Le sort qui l'entourait disparu et il tomba dans le vide sur deux mètres. Arrivé sur la tête du Basilic, il glissa sur la peau visqueuse. Sans réfléchir, il planta la corne d'Eruptif. Elle s'enfonça comme dans du beurre. Le reptile lâcha un cri de douleur. Severus continua à glisser sur les écailles, longeant tout le corps reptilien comme s'il était sur un toboggan. Il finit par chuter vers la fin du corps. Se rappelant que le serpent allait exploser, il usa de ses dernières forces pour s'enfuir en direction des Maraudeurs. Le Basilic remuait la tête comme un dément.
Il lâcha un flot épouvantable de poison depuis ses crocs. Puis, le corps du reptile se fissura. Il lâcha un son d'agonie assourdissant. Enfin, la bête éclata en milliards de particules noires. Le souffle de l'explosion balaya tout le monde en arrière. Le sol était dur et froid. Severus se sentit épuisé. Et en même temps, il avait le cœur qui battait la chamade. Il l'avait fait ! Il avait vaincu le Basilic ! Il avait été plus intelligent qu'un Serdaigle et plus brave qu'un Gryffondor. Un sourire se dessina derrière ses mèches noires. Quelqu'un lui posa une main amicale sur l'épaule.
-Ca va ? Lui demanda James Potter.
Potter avait une balafre sur la joue gauche.
-Toujours en vie ? Railla sans trop de méchanceté Black en lui tendant une main pour le relever.
Malgré son air renfrogné, Severus accepta l'aide. Il regarda par-dessus l'épaule du garçon. Plus de serpent. C'était fini.
-Il va falloir que tu demandes à Dumbledore qu'on te transfère chez les lions, Servilus, se moqua Black.
Potter se racla la gorge de façon forcée avec un regard irrité vers son meilleur ami.
-Severus, se rattrapa Black en levant les yeux au ciel.

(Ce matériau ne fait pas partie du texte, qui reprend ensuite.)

//! Detection inputs.
//!
//! Detectors are pure functions over a [`DetectInfo`]: a captured byte
//! buffer, the address it was captured from, the total file size, and the
//! file extension if the caller knows it. They never perform I/O and never
//! fail with an error; "not this format" is `None`.

use crate::source::SourceRef;

/// Bytes captured from offset 0 for the first detection pass.
pub const HEADER_SIZE: usize = 4096;

/// Logical sector size of an ISO-9660 volume.
pub const ISO_SECTOR_SIZE: u64 = 2048;

/// Raw CD sector size (sync + header + payload + EDC/ECC).
pub const RAW_SECTOR_SIZE: u64 = 2352;

/// Sector holding the primary volume descriptor.
pub const PVD_SECTOR: u64 = 16;

/// Sync pattern at the start of every raw CD sector.
pub const CD_SYNC: [u8; 12] = [
    0x00, 0xFF, 0xFF, 0xFF, 0xFF, 0xFF, 0xFF, 0xFF, 0xFF, 0xFF, 0xFF, 0x00,
];

/// A captured byte buffer and where it came from.
#[derive(Debug, Clone, Copy)]
pub struct DetectHeader<'a> {
    /// Absolute offset in the source the buffer was read from.
    pub addr: u64,
    /// The captured bytes. May be shorter than requested for small files.
    pub data: &'a [u8],
}

/// Everything a detector may look at.
#[derive(Debug, Clone, Copy)]
pub struct DetectInfo<'a> {
    pub header: DetectHeader<'a>,
    /// Lowercase file extension without the dot, if known.
    pub ext: Option<&'a str>,
    /// Total size of the source in bytes.
    pub file_size: u64,
}

impl<'a> DetectInfo<'a> {
    /// Build detection info for a buffer captured at offset 0.
    pub fn new(data: &'a [u8], ext: Option<&'a str>, file_size: u64) -> Self {
        Self {
            header: DetectHeader { addr: 0, data },
            ext,
            file_size,
        }
    }

    /// Header bytes, but only if they were captured from offset 0 and are at
    /// least `min_len` long.
    pub(crate) fn start(&self, min_len: usize) -> Option<&'a [u8]> {
        let h = self.header;
        (h.addr == 0 && h.data.len() >= min_len).then_some(h.data)
    }
}

/// Physical layout of an ISO-9660 image.
#[derive(Debug, Clone, Copy, PartialEq, Eq)]
pub enum SectorLayout {
    /// Cooked 2048-byte sectors.
    Cooked2048,
    /// Raw 2352-byte sectors (Mode 1 or Mode 2 Form 1).
    Raw2352,
}

impl SectorLayout {
    /// Absolute offset of the PVD payload for this layout.
    pub fn pvd_offset(self, mode2: bool) -> u64 {
        match self {
            SectorLayout::Cooked2048 => PVD_SECTOR * ISO_SECTOR_SIZE,
            SectorLayout::Raw2352 => {
                PVD_SECTOR * RAW_SECTOR_SIZE + if mode2 { 24 } else { 16 }
            }
        }
    }
}

/// A located ISO-9660 primary volume descriptor.
#[derive(Debug, Clone)]
pub struct PvdProbe {
    pub layout: SectorLayout,
    /// Absolute offset the descriptor was read from.
    pub addr: u64,
    /// The 2048-byte descriptor.
    pub data: Vec<u8>,
}

impl PvdProbe {
    /// Detection info over the descriptor, keyed by its real address.
    pub fn info<'a>(&'a self, ext: Option<&'a str>, file_size: u64) -> DetectInfo<'a> {
        DetectInfo {
            header: DetectHeader {
                addr: self.addr,
                data: &self.data,
            },
            ext,
            file_size,
        }
    }
}

/// True if `pvd` starts with a version-1 primary volume descriptor.
pub(crate) fn is_pvd(pvd: &[u8]) -> bool {
    pvd.len() >= ISO_SECTOR_SIZE as usize && pvd[0] == 0x01 && &pvd[1..6] == b"CD001" && pvd[6] == 1
}

/// Look for a PVD in both cooked and raw sector layouts.
///
/// Read failures are treated as "no PVD" - probing must not fail.
pub fn find_iso_pvd(source: &SourceRef) -> Option<PvdProbe> {
    let size = source.size();

    let cooked = SectorLayout::Cooked2048.pvd_offset(false);
    if size >= cooked + ISO_SECTOR_SIZE
        && let Ok(data) = source.read_vec_at(cooked, ISO_SECTOR_SIZE as usize)
        && is_pvd(&data)
    {
        return Some(PvdProbe {
            layout: SectorLayout::Cooked2048,
            addr: cooked,
            data,
        });
    }

    let raw = PVD_SECTOR * RAW_SECTOR_SIZE;
    if size < raw + RAW_SECTOR_SIZE {
        return None;
    }
    let sector = source.read_vec_at(raw, RAW_SECTOR_SIZE as usize).ok()?;
    if sector[..12] != CD_SYNC {
        return None;
    }
    let mode2 = match sector[15] {
        1 => false,
        2 => true,
        _ => return None,
    };
    let start = if mode2 { 24 } else { 16 };
    let data = sector[start..start + ISO_SECTOR_SIZE as usize].to_vec();
    is_pvd(&data).then(|| PvdProbe {
        layout: SectorLayout::Raw2352,
        addr: SectorLayout::Raw2352.pvd_offset(mode2),
        data,
    })
}

#[cfg(test)]
mod tests {
    use std::io::Cursor;

    use super::*;

    fn pvd_bytes() -> Vec<u8> {
        let mut pvd = vec![0u8; 2048];
        pvd[0] = 1;
        pvd[1..6].copy_from_slice(b"CD001");
        pvd[6] = 1;
        pvd
    }

    #[test]
    fn start_rejects_nonzero_address() {
        let data = [0u8; 64];
        let info = DetectInfo {
            header: DetectHeader {
                addr: 0x8000,
                data: &data,
            },
            ext: None,
            file_size: 64,
        };
        assert!(info.start(16).is_none());
        assert!(DetectInfo::new(&data, None, 64).start(65).is_none());
    }

    #[test]
    fn finds_cooked_pvd() {
        let mut img = vec![0u8; 18 * 2048];
        img[0x8000..0x8800].copy_from_slice(&pvd_bytes());
        let src = SourceRef::from_reader(Cursor::new(img)).unwrap();
        let probe = find_iso_pvd(&src).unwrap();
        assert_eq!(probe.layout, SectorLayout::Cooked2048);
        assert_eq!(probe.addr, 0x8000);
    }

    #[test]
    fn finds_mode2_raw_pvd() {
        let mut img = vec![0u8; 18 * 2352];
        let base = 16 * 2352;
        img[base..base + 12].copy_from_slice(&CD_SYNC);
        img[base + 15] = 2;
        img[base + 24..base + 24 + 2048].copy_from_slice(&pvd_bytes());
        let src = SourceRef::from_reader(Cursor::new(img)).unwrap();
        let probe = find_iso_pvd(&src).unwrap();
        assert_eq!(probe.layout, SectorLayout::Raw2352);
        assert_eq!(probe.addr, 0x9318);
    }

    #[test]
    fn no_pvd_in_zeroes() {
        let src = SourceRef::from_reader(Cursor::new(vec![0u8; 40 * 2352])).unwrap();
        assert!(find_iso_pvd(&src).is_none());
    }
}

Le Serpentard lâcha un ricanement. Ces Gryffondors ! Qu'ils ne s'imaginent pas cinq minutes qu'ils allaient devenir amis simplement parce qu'ils s'étaient alliés pour survivre à un Basilic ! Il répugnait la maison des lions.
-MANGEMORTS !
Le cri d'Eglandine Chèvrefeuille avait résonné dans toute la Chambre. Un frisson glacé parcourut l'assemblée. La tête de pierre avait ouvert la bouche et dévoilé un trou béant d'où s'échappait, tout en capes et masques d'ivoire, une dizaine de Mangemorts.